YOU CAN DO IT (第7回)
第7回:attendance vs participation
(2010年8月1日掲載)
「ね~ぇ、聞いてよヽ(*`ェ´*)ノ !! 授業だってちゃんと出席しているし、提出物もきちんと出しているんだよ。テストだって良い点数なのに、私よりも点数の低いXXのほうが成績が良いんだけれど・・・」
しばしば日本人留学生からこんな相談を受ける。
そんな学生の多くは日本でも「真面目でおとなしい」学生だったりする。
そしてXXは日本人学生ではないことが多い。
「授業中は積極的に発言しているの?」
「いいえ、あんまり・・・」
「XXは?」
「XXはすごくよく発言してるけれど、間違っていることもよくあるよ」
通常、私と相談に来た学生との会話はこのように続いていく。
「間違っていることもあるけれど、すごくよく発言する」
実はここが第一のミソなのだ。
アメリカの大学のカタログやホームページにはattendance とparticipationについて詳細に説明してある項目がある。最初の授業の際に配られるシラバスや教授の説明の中にも、attendance とparticipationの項目が盛り込まれている。
Attendanceが「出席」ということは、今更特に説明はいらないと思う。
アメリカの大学では授業に出席することは大前提であり(もちろん日本でもそうなのだろうが)、出席点が成績に加味されるケースも多いが、反対にこの授業を何回欠席すると不合格になるとか、何回の遅刻で1回の欠席とみなすといった位置づけとしてattendanceについて説明されている場合も多くある。(ちなみに、遅刻、欠席に関しては相当厳しいと覚悟してほいたほうが良い)。
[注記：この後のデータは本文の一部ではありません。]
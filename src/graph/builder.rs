//! Edge construction API.
//!
//! [`Builder`] appends edges to a [`BuildGraph`]. Each physical action has a
//! dedicated operation that fills in the rule name and edge-local bindings its
//! rule expects, then funnels through [`Builder::add_edge`], the only place
//! edges are validated. Validation is per edge: the builder never compares an
//! edge with the ones already appended.
//!
//! The request structs double as the schema of declaration unit files, so
//! they derive `Deserialize`.

use camino::Utf8Path;
use indexmap::IndexSet;
use itertools::Itertools;
use serde::{Deserialize, Serialize};
use tracing::trace;

use super::{BuildGraph, Edge, GraphError, PHONY, relative_to};
use crate::template::{self, Segment, Vars};

/// Build revision stamp every importation depends on.
pub const REVISION: &str = "$dst/gen/REVISION";
/// Short build revision stamp every importation depends on.
pub const REVSHORT: &str = "$dst/gen/REVSHORT";

const DEFAULT_HEADER_MODE: &str = "cpp";

/// Generic edge request.
#[derive(Debug, Clone, Default, PartialEq, Eq, Serialize, Deserialize)]
#[serde(deny_unknown_fields)]
pub struct EdgeSpec {
    /// Rule name, or `phony`.
    pub rule: String,
    /// Produced paths.
    #[serde(default)]
    pub targets: Vec<String>,
    /// Explicit inputs.
    #[serde(default)]
    pub sources: Vec<String>,
    /// Implicit inputs.
    #[serde(default)]
    pub implicit: Vec<String>,
    /// Edge-local bindings.
    #[serde(default)]
    pub vars: Vars,
}

/// Single-input transformation kinds sharing the [`Simple`] request shape.
#[derive(Debug, Clone, Copy, PartialEq, Eq)]
pub enum Transform {
    /// Native compile and link.
    Compile,
    /// Native compile of the simulator build.
    CompileSim,
    /// MSVC 32-bit compile.
    CompileWin32,
    /// MSVC 64-bit compile.
    CompileWin64,
    /// MSVC 32-bit link.
    LinkWin32,
    /// MSVC 64-bit link.
    LinkWin64,
    /// 32-bit resource compile.
    ResourceWin32,
    /// 64-bit resource compile.
    ResourceWin64,
    /// Run a built artifact, capturing stdout.
    Run,
    /// Convert an image between formats.
    ConvertImage,
    /// Copy a file.
    Copy,
}

impl Transform {
    /// Every transformation kind.
    pub const ALL: [Self; 11] = [
        Self::Compile,
        Self::CompileSim,
        Self::CompileWin32,
        Self::CompileWin64,
        Self::LinkWin32,
        Self::LinkWin64,
        Self::ResourceWin32,
        Self::ResourceWin64,
        Self::Run,
        Self::ConvertImage,
        Self::Copy,
    ];

    /// Name of the catalogue rule implementing this kind.
    #[must_use]
    pub const fn rule(self) -> &'static str {
        match self {
            Self::Compile => "compile",
            Self::CompileSim => "compile_sim",
            Self::CompileWin32 => "compile_win32",
            Self::CompileWin64 => "compile_win64",
            Self::LinkWin32 => "link_win32",
            Self::LinkWin64 => "link_win64",
            Self::ResourceWin32 => "rc_win32",
            Self::ResourceWin64 => "rc_win64",
            Self::Run => "run",
            Self::ConvertImage => "convert_image",
            Self::Copy => "copy",
        }
    }
}

/// One source to one target.
#[derive(Debug, Clone, Default, PartialEq, Eq, Serialize, Deserialize)]
#[serde(deny_unknown_fields)]
pub struct Simple {
    /// Produced path.
    pub target: String,
    /// Input path.
    pub source: String,
    /// Extra implicit inputs.
    #[serde(default)]
    pub implicit: Vec<String>,
}

impl Simple {
    /// Request without implicit inputs.
    #[must_use]
    pub fn new(target: impl Into<String>, source: impl Into<String>) -> Self {
        Self {
            target: target.into(),
            source: source.into(),
            implicit: Vec::new(),
        }
    }

    /// Add implicit inputs.
    #[must_use]
    pub fn with_implicit<I, S>(mut self, implicit: I) -> Self
    where
        I: IntoIterator<Item = S>,
        S: Into<String>,
    {
        self.implicit.extend(implicit.into_iter().map(Into::into));
        self
    }
}

/// Image resize: binds `size`.
#[derive(Debug, Clone, Default, PartialEq, Eq, Serialize, Deserialize)]
#[serde(deny_unknown_fields)]
pub struct Resize {
    /// Produced image.
    pub target: String,
    /// Source image.
    pub source: String,
    /// Geometry passed to `convert -resize`, e.g. `32x32`.
    pub size: String,
    /// Extra implicit inputs.
    #[serde(default)]
    pub implicit: Vec<String>,
}

/// Archive of several inputs; binds `base`, `relout` and `relin`.
#[derive(Debug, Clone, Default, PartialEq, Eq, Serialize, Deserialize)]
#[serde(deny_unknown_fields)]
pub struct Zip {
    /// Produced archive.
    pub target: String,
    /// Members, as build paths.
    pub sources: Vec<String>,
    /// Directory the member names are relative to.
    pub base: String,
}

/// Source-to-header translation through the importer tool.
#[derive(Debug, Clone, PartialEq, Eq, Serialize, Deserialize)]
#[serde(deny_unknown_fields)]
pub struct Importation {
    /// Produced header or source file.
    pub target: String,
    /// Input file.
    pub source: String,
    /// Header emission mode passed with `--header` when `name` is set.
    #[serde(default = "default_header_mode")]
    pub header: String,
    /// Symbol name for the generated artifact.
    #[serde(default)]
    pub name: Option<String>,
    /// Preserve the leading comment block of the source.
    #[serde(default)]
    pub keep_first_comment: bool,
    /// Depfile override.
    #[serde(default)]
    pub depfile: Option<String>,
    /// Extra implicit inputs, merged after the revision stamps.
    #[serde(default)]
    pub implicit: Vec<String>,
    /// Extra importer options, placed before the generated ones.
    #[serde(default)]
    pub options: Option<String>,
}

fn default_header_mode() -> String {
    DEFAULT_HEADER_MODE.to_owned()
}

impl Importation {
    /// Plain importation with default options.
    #[must_use]
    pub fn new(target: impl Into<String>, source: impl Into<String>) -> Self {
        Self {
            target: target.into(),
            source: source.into(),
            header: default_header_mode(),
            name: None,
            keep_first_comment: false,
            depfile: None,
            implicit: Vec::new(),
            options: None,
        }
    }

    fn options(&self) -> Vec<&str> {
        let mut options: Vec<&str> = self
            .options
            .as_deref()
            .map(str::trim)
            .filter(|o| !o.is_empty())
            .into_iter()
            .collect();
        if self.keep_first_comment {
            options.push("--keep-first-comment");
        }
        if let Some(name) = &self.name {
            options.extend(["--name", name, "--header", &self.header]);
        }
        options
    }
}

/// One optional feature block composed into an aggregate header.
#[derive(Debug, Clone, PartialEq, Eq, Serialize, Deserialize)]
#[serde(deny_unknown_fields)]
pub struct OptionalPart {
    /// Feature name; `-` becomes `_` in the generated symbol.
    pub name: String,
    /// Feature source.
    pub source: String,
}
そんなわけで、私も留学中は日本では得意としていた「代返を頼む」ということは一度もなかった。
それではparticipationとは何か?手元にある和英辞書によるとparticipationとは「参加」とか「関与」とある。
もちろん「訳」としてはその通りなのだが、私が学生たちに話をする時には、もう少し言葉を足して「授業に積極的に参加すること」、「正解・不正解を意識することなく、自分の意見をどんどん発言すること」、「授業を大いに盛上げて活気ある授業を作り出すこと」、「日本人留学生ならではの意見をじゃんじゃん披露すること」などと説明するようにしている。
二番目のミソは「あっていようが、間違っていようが関係ない」ということだ。
言うまでもないことだが、中には私のように「ウケ」だけを狙ってわざと間違えたことを言って笑いをとろうとする人もいるかもしれないので、あえて言っておくと、「間違っても」というのは別に「わざと間違えなさい」と言っているわけではない。
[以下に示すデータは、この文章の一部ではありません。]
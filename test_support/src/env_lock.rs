//! Serialise environment mutations across tests.
//!
//! Every test that reads or writes `KUMIKI_*` variables holds an [`EnvLock`]
//! for its whole body. Variables set through the lock are restored before the
//! lock is released.

use std::sync::{Mutex, MutexGuard};
use std::{fmt, fmt::Formatter};

use kumiki_env::{
    CROSS_ENV, HOST_ENV, LOG_ENV, ROOT_ENV, SELECT_ENV, STRICT_ENV, WIN_ROOT_ENV,
};

use crate::env_var_guard::EnvVarGuard;

static ENV_LOCK: Mutex<()> = Mutex::new(());

/// Every variable the generator reads, apart from `HOME`.
pub const KUMIKI_VARS: [&str; 7] = [
    ROOT_ENV,
    CROSS_ENV,
    WIN_ROOT_ENV,
    SELECT_ENV,
    STRICT_ENV,
    HOST_ENV,
    LOG_ENV,
];

/// RAII guard that holds the global environment lock.
pub struct EnvLock {
    restore: Vec<EnvVarGuard>,
    _guard: MutexGuard<'static, ()>,
}

impl fmt::Debug for EnvLock {
    fn fmt(&self, f: &mut Formatter<'_>) -> fmt::Result {
        f.debug_struct("EnvLock")
            .field("overrides", &self.restore.len())
            .finish_non_exhaustive()
    }
}

impl EnvLock {
    /// Acquire the global lock serialising environment mutations.
    pub fn acquire() -> Self {
        let guard = ENV_LOCK
            .lock()
            .unwrap_or_else(|poisoned| poisoned.into_inner());
        Self {
            restore: Vec::new(),
            _guard: guard,
        }
    }

    /// Acquire the lock and unset every `KUMIKI_*` variable until it drops.
    pub fn isolated() -> Self {
        let mut lock = Self::acquire();
        for name in KUMIKI_VARS {
            lock.restore.push(EnvVarGuard::remove(name));
        }
        lock
    }

    /// Set `name` to `value` until the lock drops.
    pub fn set(&mut self, name: &'static str, value: &str) -> &mut Self {
        self.restore.push(EnvVarGuard::set(name, value));
        self
    }
}

impl Drop for EnvLock {
    fn drop(&mut self) {
        // Newest first, while the mutex is still held.
        while let Some(guard) = self.restore.pop() {
            drop(guard);
        }
    }
}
結果的にその答えが「間違っていたり」、「その場では求められていないもの」であったり、また「少数意見」であったりしても、それがparticipationのポイントでマイナスに影響するということはないということを言いたいのだ。
アメリカでは実に多くの機会に、学生たちの意見が求められたり、グループワークがあったりする。
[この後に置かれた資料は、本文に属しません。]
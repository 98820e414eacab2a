//! Run configuration.
//!
//! The command line only carries `-q`; every other setting is read once from
//! `KUMIKI_*` environment variables into a [`Config`]. [`Config::from_lookup`]
//! takes the lookup as a closure so callers can supply a fixed map instead of
//! the process environment.
//!
//! ```
//! use kumiki::config::Config;
//! use kumiki::toolchain::Selection;
//!
//! let config = Config::from_lookup(|name| match name {
//!     "KUMIKI_CROSS" => Some("off".to_owned()),
//!     "KUMIKI_TOOLCHAIN_SELECT" => Some("latest".to_owned()),
//!     _ => None,
//! })?;
//! assert!(!config.cross);
//! assert_eq!(config.selection, Selection::Latest);
//! assert_eq!(
//!     config.regen_env(),
//!     "KUMIKI_ROOT=$src KUMIKI_CROSS=0 KUMIKI_TOOLCHAIN_SELECT=latest"
//! );
//! # Ok::<(), kumiki::config::ConfigError>(())
//! ```

mod error;

use camino::{Utf8Path, Utf8PathBuf};
use kumiki_env::{
    CROSS_ENV, HOME_ENV, HOST_ENV, ROOT_ENV, SELECT_ENV, STRICT_ENV, WIN_ROOT_ENV,
};
use shell_quote::{QuoteRefExt, Sh};
use tracing::debug;

pub use error::ConfigError;

use crate::graph::relative_to;
use crate::ninja_gen::UnresolvedPolicy;
use crate::template::Vars;
use crate::toolchain::{DEFAULT_WINDOWS_ROOT, Host, Selection, ToolchainOptions};

/// Name of the generated file, written to the working directory.
pub const BUILD_FILE: &str = "build.ninja";

/// Oldest Ninja that understands the generated file.
pub const NINJA_REQUIRED_VERSION: &str = "1.1";

/// Settings for one generator run.
#[derive(Debug, Clone, PartialEq, Eq)]
pub struct Config {
    /// Root of the declaration tree, as given.
    pub root: Utf8PathBuf,
    /// Probe for the Windows cross toolchain.
    pub cross: bool,
    /// Mounted Windows program files directory.
    pub windows_root: Utf8PathBuf,
    /// Which installation wins when several match.
    pub selection: Selection,
    /// Reject unresolved variables.
    pub strict: bool,
    /// Platform the native flags are chosen for.
    pub host: Host,
    /// Home directory for the `d8` probe.
    pub home: Option<Utf8PathBuf>,
}

impl Default for Config {
    fn default() -> Self {
        Self {
            root: Utf8PathBuf::from("."),
            cross: true,
            windows_root: Utf8PathBuf::from(DEFAULT_WINDOWS_ROOT),
            selection: Selection::default(),
            strict: false,
            host: Host::current(),
            home: None,
        }
    }
}

impl Config {
    /// Read the configuration from the process environment.
    ///
    /// # Errors
    ///
    /// See [`Config::from_lookup`].
    pub fn from_env() -> Result<Self, ConfigError> {
        Self::from_lookup(|name| std::env::var(name).ok())
    }

    /// Build the configuration from `lookup`, which maps a variable name to
    /// its value. Empty values count as unset.
    ///
    /// # Errors
    ///
    /// Returns [`ConfigError::InvalidConfig`] for an unparsable flag or an
    /// unknown selection policy.
    pub fn from_lookup<F>(lookup: F) -> Result<Self, ConfigError>
    where
        F: Fn(&str) -> Option<String>,
    {
        let read = |name: &str| {
            lookup(name)
                .map(|value| value.trim().to_owned())
                .filter(|value| !value.is_empty())
        };
        let defaults = Self::default();
        let selection = match read(SELECT_ENV) {
            Some(value) => value
                .parse()
                .map_err(|reason| invalid(SELECT_ENV, &value, reason))?,
            None => defaults.selection,
        };
        let config = Self {
            root: read(ROOT_ENV).map_or(defaults.root, Utf8PathBuf::from),
            cross: flag(CROSS_ENV, read(CROSS_ENV), defaults.cross)?,
            windows_root: read(WIN_ROOT_ENV).map_or(defaults.windows_root, Utf8PathBuf::from),
            selection,
            strict: flag(STRICT_ENV, read(STRICT_ENV), defaults.strict)?,
            host: read(HOST_ENV).map_or(defaults.host, |value| Host::from(value.as_str())),
            home: read(HOME_ENV).map(Utf8PathBuf::from),
        };
        debug!(?config, "configuration");
        Ok(config)
    }

    /// Options handed to toolchain discovery.
    #[must_use]
    pub fn toolchain_options(&self) -> ToolchainOptions {
        ToolchainOptions {
            cross: self.cross,
            windows_root: self.windows_root.clone(),
            selection: self.selection,
            home: self.home.clone(),
        }
    }

    /// How the emitter treats unresolved variables.
    #[must_use]
    pub const fn policy(&self) -> UnresolvedPolicy {
        if self.strict {
            UnresolvedPolicy::Strict
        } else {
            UnresolvedPolicy::PassThrough
        }
    }

    /// Environment prefix for the regeneration command.
    ///
    /// The root is always passed as `$src`; other settings appear only when
    /// they differ from their defaults.
    #[must_use]
    pub fn regen_env(&self) -> String {
        let mut settings = vec![format!("{ROOT_ENV}=$src")];
        if !self.cross {
            settings.push(format!("{CROSS_ENV}=0"));
        }
        if self.windows_root != DEFAULT_WINDOWS_ROOT {
            settings.push(format!(
                "{WIN_ROOT_ENV}={}",
                escape_value(&shell_word(self.windows_root.as_str()))
            ));
        }
        if self.selection != Selection::default() {
            settings.push(format!("{SELECT_ENV}={}", self.selection.as_str()));
        }
        if self.strict {
            settings.push(format!("{STRICT_ENV}=1"));
        }
        if self.host != Host::current() {
            settings.push(format!("{HOST_ENV}={}", self.host));
        }
        settings.join(" ")
    }

    /// Work out where sources and outputs live relative to `cwd`.
    ///
    /// # Errors
    ///
    /// Returns [`ConfigError::InvalidConfig`] when the root does not exist and
    /// [`ConfigError::WorkingDirectory`] when `cwd` cannot be resolved.
    pub fn layout(&self, cwd: &Utf8Path) -> Result<Layout, ConfigError> {
        let here = cwd
            .canonicalize_utf8()
            .map_err(|source| ConfigError::WorkingDirectory { source })?;
        let root = cwd
            .join(&self.root)
            .canonicalize_utf8()
            .map_err(|err| invalid(ROOT_ENV, self.root.as_str(), err.to_string()))?;
        let src = relative_to(&root, &here).unwrap_or(root);
        let dst = if src == "." { "out" } else { "." };
        Ok(Layout {
            root: cwd.join(&self.root),
            src: src.into_string(),
            dst: dst.to_owned(),
            output: cwd.join(BUILD_FILE),
        })
    }
}

/// Directories derived from the configuration and the working directory.
#[derive(Debug, Clone, PartialEq, Eq)]
pub struct Layout {
    /// Declaration tree root as a filesystem path.
    pub root: Utf8PathBuf,
    /// Tree root relative to the working directory, bound to `$src`.
    pub src: String,
    /// Output directory, bound to `$dst`.
    pub dst: String,
    /// Path of the generated file.
    pub output: Utf8PathBuf,
}

impl Layout {
    /// Leading globals of every build file.
    #[must_use]
    pub fn globals(&self, config: &Config, generator: &Utf8Path) -> Vars {
        Vars::from([
            (
                "ninja_required_version".to_owned(),
                NINJA_REQUIRED_VERSION.to_owned(),
            ),
            ("src".to_owned(), escape_value(&self.src)),
            ("dst".to_owned(), self.dst.clone()),
            ("ninjadir".to_owned(), ".".to_owned()),
            ("builddir".to_owned(), "$dst".to_owned()),
            (
                "generator".to_owned(),
                escape_value(&shell_word(generator.as_str())),
            ),
            ("regen_env".to_owned(), config.regen_env()),
        ])
    }
}

fn invalid(variable: &'static str, value: &str, reason: impl Into<String>) -> ConfigError {
    ConfigError::InvalidConfig {
        variable,
        value: value.to_owned(),
        reason: reason.into(),
    }
}

fn flag(variable: &'static str, value: Option<String>, default: bool) -> Result<bool, ConfigError> {
    let Some(text) = value else {
        return Ok(default);
    };
    match text.to_ascii_lowercase().as_str() {
        "1" | "on" | "true" | "yes" => Ok(true),
        "0" | "off" | "false" | "no" => Ok(false),
        _ => Err(invalid(variable, &text, "expected one of 1/0, on/off, true/false, yes/no")),
    }
}

/// Quote `text` for `/bin/sh`.
fn shell_word(text: &str) -> String {
    let bytes: Vec<u8> = text.quoted(Sh);
    String::from_utf8(bytes)
        .unwrap_or_else(|err| String::from_utf8_lossy(err.as_bytes()).into_owned())
}

/// Escape `$` so Ninja keeps a value literal.
fn escape_value(text: &str) -> String {
    text.replace('$', "$$")
}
様々なケースで積極的に授業に関与する姿勢が求められ、それがparticipationとして評価される。
教授たちが授業中に「この授業には正解はたくさんあるが、不正解は一つも無い」、「皆が教科書的な意見を出していてはこの授業は楽しくならないし、有益にもならない」、「皆が正しいと私の出番はない」などと言っているのを聞いたのが印象的だったと答えている留学経験者がたくさんいる。
日本にいる時に、受身の授業に慣れている多くの日本人学生にとって、積極的に意見を言うことは大きなチャレンジであろう。残念ながらparticipationでポイントを稼げていない学生も少なくないのだ。
アメリカの大学の授業の中にはparticipationの得点がテストの得点に匹敵するような配分のものもかなりあるために、文頭にあったような成績の逆転劇がたびたびおこるのである。
「私目立つのは嫌い」、「僕はシャイだから」という日本人をよく見かけるが、いざ留学となるとそうは言っていられない。かといってアメリカに行ったら急に目立ちたがり屋に変貌したり、シャイじゃなくなるというものでもない。もし留学を計画しているのなら、日本にいる今から少しずつチャレンジを開始しておいたほうがいい。
よく留学準備と言うと、言葉(英語力)のことばかりに目がいきがちだが、実際はこの「シャイ」からの脱却のほうが時間がかかることなのかもしれない。
日々の生活の中でも工夫次第でparticipationを心掛けたトレーニングは可能なので、心当たりのある人はぜひ始めてもらいたい。
私はよく友人たちから「お前はレストランに行くとすぐウエイトレスをナンパするし、ホテルのチェックインの時でもフロントの女性を口説いている」と揶揄されるが、本当の目的は違うのだ。そう、私は今でもparticipationの練習を怠たることなく日々精進を続けているだけなのである。